A modern Olympiad refers to a four-year period beginning January 1 of the year the Olympic Summer Games are normally held. The first modern Olympiad began January 1, 1896, the second January 1, 1900, and so on (the 32nd began January 1, 2020: see the Olympic Charter).
The ancient and modern Olympiads would have synchronised had there been a year zero between the Olympiad of 4 BC and the one of 4 AD. But as the Julian calendar goes directly from 1 BC to 1 AD, the ancient Olympic cycle now lags the modern cycle by one year.
An ancient Olympiad was a period of four years grouped together, counting inclusively as the ancients did.

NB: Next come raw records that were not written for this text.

//! Row store abstraction.
//!
//! The hosted database is reached through a PostgREST-style API: rows are flat
//! JSON objects keyed in snake_case, queried per table with equality filters,
//! an OR of case-insensitive pattern matches, one ordering and a limit.

mod in_memory;
mod postgrest;

pub use in_memory::InMemoryStore;
pub use postgrest::PostgrestStore;

use serde_json::{Map, Value};
use thiserror::Error;
use uuid::Uuid;

/// One stored row.
pub type Row = Map<String, Value>;

/// Tables of the hosted schema.
#[derive(Debug, Clone, Copy, PartialEq, Eq, Hash)]
pub enum Table {
    Clients,
    ProductCategories,
    Products,
    Projects,
    ProjectProducts,
}

impl Table {
    pub const ALL: [Table; 5] = [
        Table::Clients,
        Table::ProductCategories,
        Table::Products,
        Table::Projects,
        Table::ProjectProducts,
    ];

    pub fn as_str(self) -> &'static str {
        match self {
            Table::Clients => "clients",
            Table::ProductCategories => "product_categories",
            Table::Products => "products",
            Table::Projects => "projects",
            Table::ProjectProducts => "project_products",
        }
    }
}

impl core::fmt::Display for Table {
    fn fmt(&self, f: &mut core::fmt::Formatter<'_>) -> core::fmt::Result {
        f.write_str(self.as_str())
    }
}

#[derive(Debug, Clone, PartialEq, Eq)]
pub enum Filter {
    Eq { column: &'static str, value: String },
    In { column: &'static str, values: Vec<String> },
}

/// Case-insensitive substring match on any of `columns`.
#[derive(Debug, Clone, PartialEq, Eq)]
pub struct Search {
    pub columns: Vec<&'static str>,
    pub term: String,
}

#[derive(Debug, Clone, Copy, PartialEq, Eq)]
pub enum Direction {
    Asc,
    Desc,
}

#[derive(Debug, Clone, Copy, PartialEq, Eq)]
pub struct Order {
    pub column: &'static str,
    pub direction: Direction,
}

/// A row selection against one table.
///
/// ```
/// use menuiserie_infra::store::{Direction, Query, Table};
///
/// let query = Query::from(Table::Clients)
///     .search(&["last_name", "email"], "martin")
///     .order_by("created_at", Direction::Desc)
///     .limit(5);
/// assert_eq!(query.table, Table::Clients);
/// ```
#[derive(Debug, Clone, PartialEq, Eq)]
pub struct Query {
    pub table: Table,
    pub filters: Vec<Filter>,
    pub search: Option<Search>,
    pub order: Option<Order>,
    pub limit: Option<usize>,
}

impl Query {
    pub fn from(table: Table) -> Self {
        Self {
            table,
            filters: Vec::new(),
            search: None,
            order: None,
            limit: None,
        }
    }

    pub fn eq(mut self, column: &'static str, value: impl ToString) -> Self {
        self.filters.push(Filter::Eq {
            column,
            value: value.to_string(),
        });
        self
    }

    pub fn is_in<I, V>(mut self, column: &'static str, values: I) -> Self
    where
        I: IntoIterator<Item = V>,
        V: ToString,
    {
        self.filters.push(Filter::In {
            column,
            values: values.into_iter().map(|v| v.to_string()).collect(),
        });
        self
    }

    pub fn search(mut self, columns: &[&'static str], term: impl Into<String>) -> Self {
        self.search = Some(Search {
            columns: columns.to_vec(),
            term: term.into(),
        });
        self
    }

    pub fn order_by(mut self, column: &'static str, direction: Direction) -> Self {
        self.order = Some(Order { column, direction });
        self
    }

    pub fn limit(mut self, limit: usize) -> Self {
        self.limit = Some(limit);
        self
    }

    /// Query-string pairs in PostgREST syntax.
    pub fn to_params(&self) -> Vec<(String, String)> {
        let mut params = vec![("select".to_string(), "*".to_string())];

        for filter in &self.filters {
            match filter {
                Filter::Eq { column, value } => {
                    params.push((column.to_string(), format!("eq.{value}")));
                }
                Filter::In { column, values } => {
                    let quoted: Vec<String> = values.iter().map(|v| quote(v)).collect();
                    params.push((column.to_string(), format!("in.({})", quoted.join(","))));
                }
            }
        }

        if let Some(search) = &self.search {
            let pattern = quote(&format!("*{}*", search.term));
            let clauses: Vec<String> = search
                .columns
                .iter()
                .map(|column| format!("{column}.ilike.{pattern}"))
                .collect();
            params.push(("or".to_string(), format!("({})", clauses.join(","))));
        }

        if let Some(order) = &self.order {
            let dir = match order.direction {
                Direction::Asc => "asc",
                Direction::Desc => "desc",
            };
            params.push(("order".to_string(), format!("{}.{dir}", order.column)));
        }

        if let Some(limit) = self.limit {
            params.push(("limit".to_string(), limit.to_string()));
        }

        params
    }
}

/// Values containing PostgREST delimiters must be double-quoted.
fn quote(value: &str) -> String {
    if value.contains([',', '(', ')', '"', '\\', ':']) {
        format!("\"{}\"", value.replace('\\', "\\\\").replace('"', "\\\""))
    } else {
        value.to_string()
    }
}

#[derive(Debug, Error)]
pub enum StoreError {
    #[error("network error: {0}")]
    Network(String),

    #[error("store error ({status}): {message}")]
    Api {
        status: u16,
        code: Option<String>,
        message: String,
    },

    #[error("unreadable response: {0}")]
    Decode(String),

    #[error("no row with id {id} in {table}")]
    NotFound { table: Table, id: Uuid },

    #[error("store lock poisoned")]
    Poisoned,
}

/// Async row store.
///
/// `insert` and `update` return the row as stored, including the generated
/// `id` and timestamps. `delete` of an absent row is not an error.
#[async_trait::async_trait]
pub trait DataStore: Send + Sync {
    async fn select(&self, query: &Query) -> Result<Vec<Row>, StoreError>;

    async fn insert(&self, table: Table, row: Row) -> Result<Row, StoreError>;

    async fn update(&self, table: Table, id: Uuid, patch: Row) -> Result<Row, StoreError>;

    async fn delete(&self, table: Table, id: Uuid) -> Result<(), StoreError>;
}

#[cfg(test)]
mod tests {
    use super::*;

    #[test]
    fn params_follow_postgrest_syntax() {
        let id = Uuid::nil();
        let params = Query::from(Table::ProjectProducts)
            .eq("project_id", id)
            .order_by("created_at", Direction::Asc)
            .limit(2)
            .to_params();

        assert_eq!(
            params,
            vec![
                ("select".to_string(), "*".to_string()),
                ("project_id".to_string(), format!("eq.{id}")),
                ("order".to_string(), "created_at.asc".to_string()),
                ("limit".to_string(), "2".to_string()),
            ]
        );
    }

    #[test]
    fn search_becomes_an_or_of_ilike() {
        let params = Query::from(Table::Clients)
            .search(&["last_name", "company"], "dupont")
            .to_params();
        assert!(params.contains(&(
            "or".to_string(),
            "(last_name.ilike.*dupont*,company.ilike.*dupont*)".to_string()
        )));
    }

    #[test]
    fn search_terms_with_delimiters_are_quoted() {
        let params = Query::from(Table::Projects)
            .search(&["name"], "lot (A), bis")
            .to_params();
        assert!(params.contains(&(
            "or".to_string(),
            "(name.ilike.\"*lot (A), bis*\")".to_string()
        )));
    }

    #[test]
    fn in_filter_lists_values() {
        let params = Query::from(Table::Clients)
            .is_in("id", ["a", "b"])
            .to_params();
        assert!(params.contains(&("id".to_string(), "in.(a,b)".to_string())));
    }
}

Each ancient Olympic year overlapped onto two of our modern reckoning of BC or AD years, from midsummer to midsummer. Example: Olympiad 140, year 1 = 220/219 BC; year 2 = 219/218 BC; year 3 = 218/217 BC; year 4 = 217/216 BC. Therefore, the games would have been held in July/August of 220 BC and held the next time in July/August of 216 BC, after four olympic years had been completed.
The sophist Hippias was the first writer to publish a list of victors of the Olympic Games, and by the time of Eratosthenes, it was generally agreed that the first Olympic games had happened during the summer of 776 BC.The combination of victor lists and calculations from 776 BC onwards enabled Greek historians to use the Olympiads as a way of reckoning time that did not depend on the time reckonings of one of the city-states. (See Attic calendar .) The first to do so consistently was Timaeus of Tauromenium in the third century BC. Nevertheless, since for events of the early history of the games the reckoning was used in retrospect, some of the dates given by later historian for events before the 5th century BC are very unreliable. In the 2nd century AD, Phlegon of Tralles summarised the events of each Olympiad in a book called Olympiads, and an extract from this has been preserved by the Byzantine writer Photius. Christian chroniclers continued to use this Greek system of dating as a way of synchronising biblical events with Greek and Roman history. In the 3rd century AD, Sextus Julius Africanus compiled a list of Olympic victors up to 217 BC, and this list has been preserved in the Chronicle of Eusebius.
An Olympiad started with the holding of the games, which occurred on the first or second full moon after the summer solstice, in what we call July or August. The games were therefore essentially a new years festival. In 776 BC this occurred on either July 23 or August 21. (After the introduction of the Metonic cycle about 432 BC, the start of the Olympic year was determined slightly differently).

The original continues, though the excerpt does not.